Abstract Severe COVID-19 is due to a dysregulated immune response; however, the mechanisms preventing recovery of airway function are unclear. Cytokines regulate the quality of inflammation, and drive both anti-viral and disease tolerance mechanisms. There was a mostly monocytic infiltration in the lungs with alveolar thickening and consolidation 3 days post-infection with mouse-adapted SARS-CoV-2 (CMA3p20) at the peak of weight loss. Based on the cytokine profiles observed in human and animal studies, we targeted IL-4 and TGF-β as potentially regulatory cytokines, and quantified changes using flow cytometry.
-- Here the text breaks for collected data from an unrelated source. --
//! Integration tests for the explosion lifecycle and burst generation.
//!
//! These exercise the public API end to end: the dispatcher-facing spawn
//! path, capacity behavior under a rapid series of interactions, and timed
//! retirement — all with explicit instants, no sleeping.

use std::f32::consts::TAU;
use std::time::{Duration, Instant};

use heartburst::prelude::*;

fn explosions(cap: usize) -> Explosions {
    Explosions::new(cap, Duration::from_millis(3000), BurstConfig::default())
}

#[test]
fn rapid_interactions_respect_the_cap() {
    // cap = 2; interactions at t=0, t=10ms, t=20ms: ids 0 and 1 accepted,
    // the third dropped; at t=3000ms both are retired.
    let mut ex = explosions(2);
    let t0 = Instant::now();

    assert_eq!(ex.spawn(Vec2::new(10.0, 10.0), t0), Some(0));
    assert_eq!(
        ex.spawn(Vec2::new(20.0, 20.0), t0 + Duration::from_millis(10)),
        Some(1)
    );
    assert_eq!(
        ex.spawn(Vec2::new(30.0, 30.0), t0 + Duration::from_millis(20)),
        None
    );

    let ids: Vec<u64> = ex.iter().map(|e| e.id()).collect();
    assert_eq!(ids, vec![0, 1]);

    ex.retire_expired(t0 + Duration::from_millis(3000));
    assert!(ex.is_empty());
}

#[test]
fn ids_stay_strictly_increasing_across_retirements() {
    let mut ex = explosions(2);
    let mut t = Instant::now();
    let mut last_id = None;

    // Fill, retire, refill, several times over; every accepted spawn must
    // beat every id seen before it.
    for round in 0..5 {
        while let Some(id) = ex.spawn(Vec2::ZERO, t) {
            if let Some(prev) = last_id {
                assert!(id > prev, "round {}: id {} not above {}", round, id, prev);
            }
            last_id = Some(id);
        }
        t += Duration::from_millis(3000);
        ex.retire_expired(t);
        assert!(ex.is_empty());
    }
}

#[test]
fn retirement_happens_exactly_once() {
    let mut ex = explosions(1);
    let t0 = Instant::now();
    ex.spawn(Vec2::ZERO, t0);

    for ms in [3000, 3000, 4000, 10_000] {
        ex.retire_expired(t0 + Duration::from_millis(ms));
        assert!(ex.is_empty());
    }

    // The slot is free again and ids continue from where they left off.
    assert_eq!(ex.spawn(Vec2::ZERO, t0 + Duration::from_millis(10_001)), Some(1));
}

#[test]
fn pending_retirements_die_with_the_set() {
    // Teardown before the deadline: dropping the set is all it takes; the
    // deadline is data inside the entry, so nothing can fire afterwards.
    let mut ex = explosions(2);
    ex.spawn(Vec2::ZERO, Instant::now());
    assert_eq!(ex.len(), 1);
    drop(ex);
}

#[test]
fn origins_are_preserved_per_explosion() {
    let mut ex = explosions(2);
    let t = Instant::now();
    ex.spawn(Vec2::new(11.0, 22.0), t);
    ex.spawn(Vec2::new(33.0, 44.0), t);

    let origins: Vec<Vec2> = ex.iter().map(|e| e.origin()).collect();
    assert_eq!(origins, vec![Vec2::new(11.0, 22.0), Vec2::new(33.0, 44.0)]);
}

#[test]
fn generated_batches_obey_the_configured_ranges() {
    let cfg = BurstConfig::default();
    let sparks: Vec<Spark> =
        Burst::generate(&cfg, Anchor::Center, SpawnContext::from_seed(1234)).collect();

    assert_eq!(sparks.len(), cfg.count as usize);
    for spark in &sparks {
        assert!((0.0..TAU).contains(&spark.angle));
        assert!(cfg.radius.contains(&spark.radius));
        assert!(cfg.duration.contains(&spark.duration_secs));
        assert!((0.0..cfg.delay_max).contains(&spark.delay_secs));
    }
}

#[test]
fn dispatch_path_feeds_the_lifecycle() {
    // No press this frame means nothing reaches the lifecycle.
    let input = Input::new();
    let rect = SurfaceRect {
        min: Vec2::new(448.0, 168.0),
        size: Vec2::new(384.0, 384.0),
    };
    assert_eq!(press_local(&input, Some(rect)), None);

    // A dispatched origin is stored by the lifecycle verbatim.
    let origin = Vec2::new(192.0, 192.0);
    let mut ex = explosions(2);
    let id = ex.spawn(origin, Instant::now()).expect("below cap");
    assert_eq!(ex.iter().find(|e| e.id() == id).unwrap().origin(), origin);
}
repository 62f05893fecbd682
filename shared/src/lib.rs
mod types;

pub use types::*;
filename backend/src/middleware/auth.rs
use actix_web::http::header;
use actix_web::HttpRequest;
use thiserror::Error;
use uuid::Uuid;

use crate::services::auth as auth_service;

#[derive(Debug, Error)]
pub enum AuthMiddlewareError {
    #[error("Missing authorization token")]
    MissingToken,
    #[error("Invalid authorization token")]
    InvalidToken,
}

/// Resolve the caller from the `Authorization: Bearer <jwt>` header. Every
/// handler calls this first; a failure maps to 401.
pub fn extract_user_id(req: &HttpRequest, jwt_secret: &str) -> Result<Uuid, AuthMiddlewareError> {
    let header_value = req
        .headers()
        .get(header::AUTHORIZATION)
        .ok_or(AuthMiddlewareError::MissingToken)?;

    let token = header_value
        .to_str()
        .ok()
        .and_then(|v| v.strip_prefix("Bearer "))
        .ok_or(AuthMiddlewareError::InvalidToken)?;

    auth_service::verify_jwt(token, jwt_secret).map_err(|_| AuthMiddlewareError::InvalidToken)
}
Neutralizing TGF-β, which regulates inflammatory cytokine production, significantly increased cellular infiltration of the lung. Neutralization of TGF-β particularly affected inflammatory monocyte (Ly6C+) recruitment, with a slight decrease in alveolar macrophages (CD11c-int). Neutralizing IL-4 prolonged weight loss to 4 dpi but visibly improved resolution of alveolar thickening on 7 dpi, suggesting that IL-4 is protecting from prolonged peak pathology, but delaying resolution. Neutralizing IL-4 also increased the fraction of polymorphonuclear cells and Tregs, as well as improving the ratio of type II to type I alveolar epithelial cells in the lungs compared to the isotype group. To begin to understand mechanisms connecting IL-4 to epithelial repair, we are studying the quality of the monocyte response and found alternatively activated macrophages with Ym1 staining in activated macrophages in the alveoli of infected mice in an IL-4 dependent manner. In order to improve therapeutics for severe COVID-19, it will be important to determine the cellular mechanisms linking regulatory cytokines to epithelial repair. R01AI135061 (RS, LPC), R01AI166668 (RR, MGO), R01AI131634 (MCS, HGF)